Hubbard a déclaré que l’approche de son groupe pourrait aider à résoudre ce problème, mais qu’elle fonctionne actuellement mieux in vitro et qu’elle devrait fonctionner plus rapidement dans l’environnement cellulaire, peut-être avec une enzyme Cas repensée.

La technologie est plus prometteuse pour une application immédiate dans le diagnostic. Le laboratoire de Hubbard a testé la fonction du système dans huit variantes du VIH, chacune présentant une résistance variable aux médicaments antiviraux actuels. Un guide-ARN standard sans bases universelles n’a détecté que trois des huit variantes, tandis qu’un système avec seulement trois substitutions de bases universelles a trouvé les huit variantes.

“Il existe une énorme diversité parmi les agents pathogènes, en particulier les virus et les bactéries, et ils évoluent très rapidement”, a souligné Hubbard. “Le système fonctionne très bien pour détecter ce type de variation, et nous pensons qu’il pourrait être utile dans toutes les conditions cliniques.”

Hubbard a eu l’idée d’utiliser des bases universelles tout en travaillant à rendre les systèmes CRISPR-Cas plus spécifiques. Son laboratoire, alors basé à l’Université de l’Alberta, a montré que l’insertion d’acides nucléiques synthétiques ou “xéno” dans les ARN guides pouvait réduire considérablement l’édition de gènes hors cible avec CRISPR-Cas9. (Hubbard a déménagé son laboratoire à l’Université de Toronto l’automne dernier.)

Les effets hors cible qui coupent un gène incorrect pourraient avoir des conséquences néfastes sur la santé d’un patient, y compris le développement de cancers.

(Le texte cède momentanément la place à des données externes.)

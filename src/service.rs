// src/service.rs
//
// Startup wiring for the ingestion service: store -> pipeline -> connection
// manager, plus the live push server. Everything is an owned instance created
// here and handed down; nothing is process-global except the log file.

use std::net::SocketAddr;
use std::sync::Arc;
use tokio::net::TcpListener;
use tokio::sync::watch;
use tokio::task::JoinHandle;

use crate::broadcast::Broadcaster;
use crate::error::TransportError;
use crate::io::serial::{FileOpener, LinkOpener, SerialOpener};
use crate::io::ConnectionManager;
use crate::live;
use crate::pipeline::{IngestPipeline, PipelineStats};
use crate::record_db::SqliteRecordStore;
use crate::record_store::RecordStore;
use crate::settings::Settings;

/// A started service. Dropping it without `stop` leaves tasks running.
pub struct RunningService {
    pub live_addr: SocketAddr,
    /// Set when the initial connection failed and the service runs without live data.
    pub link_error: Option<TransportError>,
    connection: Arc<ConnectionManager>,
    broadcaster: Arc<Broadcaster>,
    shutdown_tx: watch::Sender<bool>,
    server: JoinHandle<()>,
}

impl RunningService {
    pub fn connection(&self) -> &Arc<ConnectionManager> {
        &self.connection
    }

    pub fn broadcaster(&self) -> &Arc<Broadcaster> {
        &self.broadcaster
    }

    pub fn is_degraded(&self) -> bool {
        self.link_error.is_some()
    }

    /// Close the serial link, then stop accepting live clients.
    pub async fn stop(self) {
        tlog!("[service] Shutting down...");
        self.connection.disconnect().await;
        let _ = self.shutdown_tx.send(true);
        if let Err(e) = self.server.await {
            tlog!("[service] Live server task failed: {:?}", e);
        }
        tlog!("[service] Stopped");
    }
}

/// Bind the live endpoint, then attempt the serial connection once.
///
/// A failed connection does not fail startup: the service keeps serving
/// live clients in degraded mode and the error is kept in `link_error`.
pub async fn start(
    settings: &Settings,
    store: Arc<dyn RecordStore>,
    opener: Arc<dyn LinkOpener>,
) -> Result<RunningService, String> {
    let broadcaster = Arc::new(Broadcaster::new(settings.subscriber_capacity));
    let pipeline = Arc::new(IngestPipeline::new(store, broadcaster.clone()));
    let connection = Arc::new(ConnectionManager::new(
        opener,
        pipeline,
        settings.line_queue_capacity,
    ));

    let listener = TcpListener::bind(&settings.live_addr)
        .await
        .map_err(|e| format!("Failed to bind live endpoint {}: {}", settings.live_addr, e))?;
    let live_addr = listener
        .local_addr()
        .map_err(|e| format!("Failed to read live endpoint address: {}", e))?;

    let (shutdown_tx, shutdown_rx) = watch::channel(false);
    let server = tokio::spawn(live::serve(
        listener,
        broadcaster.clone(),
        connection.clone(),
        shutdown_rx,
    ));

    let link_error = match connection
        .connect(&settings.serial_port, settings.baud_rate)
        .await
    {
        Ok(()) => {
            tlog!("[service] Sensor connection established");
            None
        }
        Err(e) => {
            tlog!("[service] Failed to connect to sensor: {}", e);
            tlog!("[service] Live clients can still connect, but no data will be collected");
            tlog!(
                "[service] To fix: verify the sensor is connected to {} and powered on",
                settings.serial_port
            );
            Some(e)
        }
    };

    Ok(RunningService {
        live_addr,
        link_error,
        connection,
        broadcaster,
        shutdown_tx,
        server,
    })
}

/// Run the service against the configured serial port until SIGINT/SIGTERM.
pub async fn run(settings: Settings) -> Result<(), String> {
    let store = Arc::new(SqliteRecordStore::open(&settings.database_path).map_err(|e| e.to_string())?);
    let opener = Arc::new(SerialOpener::new(settings.line_settings()));

    let service = start(&settings, store, opener).await?;
    shutdown_signal().await;
    service.stop().await;
    Ok(())
}

/// Outcome of a capture replay.
#[derive(Clone, Debug, Default, PartialEq, Eq)]
pub struct ReplayReport {
    pub pipeline: PipelineStats,
    /// Lines lost to a full queue. Zero for file captures, which wait instead.
    pub dropped_lines: u64,
}

/// Feed a captured device log through the pipeline into the store.
pub async fn replay(store: Arc<dyn RecordStore>, capture: &str) -> Result<ReplayReport, String> {
    let broadcaster = Arc::new(Broadcaster::default());
    let pipeline = Arc::new(IngestPipeline::new(store, broadcaster));
    let connection = ConnectionManager::new(
        Arc::new(FileOpener),
        pipeline.clone(),
        crate::io::DEFAULT_LINE_QUEUE_CAPACITY,
    );

    connection
        .connect(capture, 0)
        .await
        .map_err(|e| e.to_string())?;
    connection.wait_for_end().await;

    let report = ReplayReport {
        pipeline: pipeline.stats(),
        dropped_lines: connection.status().dropped_lines,
    };
    if report.dropped_lines > 0 {
        tlog!("[service] Replay dropped {} lines", report.dropped_lines);
    }
    Ok(report)
}

async fn shutdown_signal() {
    #[cfg(unix)]
    {
        use tokio::signal::unix::{signal, SignalKind};
        match signal(SignalKind::terminate()) {
            Ok(mut term) => {
                tokio::select! {
                    _ = tokio::signal::ctrl_c() => {}
                    _ = term.recv() => {}
                }
            }
            Err(e) => {
                tlog!("[service] SIGTERM handler unavailable: {}", e);
                let _ = tokio::signal::ctrl_c().await;
            }
        }
    }
    #[cfg(not(unix))]
    {
        let _ = tokio::signal::ctrl_c().await;
    }
}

“Notre étude actuelle nous donne plus d’options pour adapter la spécificité CRISPR”, a affirmé Hubbard. “Il est important de noter que la spécificité de ce système n’est perturbée que dans la région où nous incorporons des bases universelles et est préservée dans d’autres zones de la séquence, minimisant ainsi les effets hors cible.”

Le laboratoire de Hubbard a déposé un brevet sur la technologie et cherche à s’associer à une société spécialisée dans les diagnostics CRISPR. Il espère que le système contribuera à fournir un moyen rapide, précis et rentable de diagnostiquer plusieurs maladies, dont la COVID-19.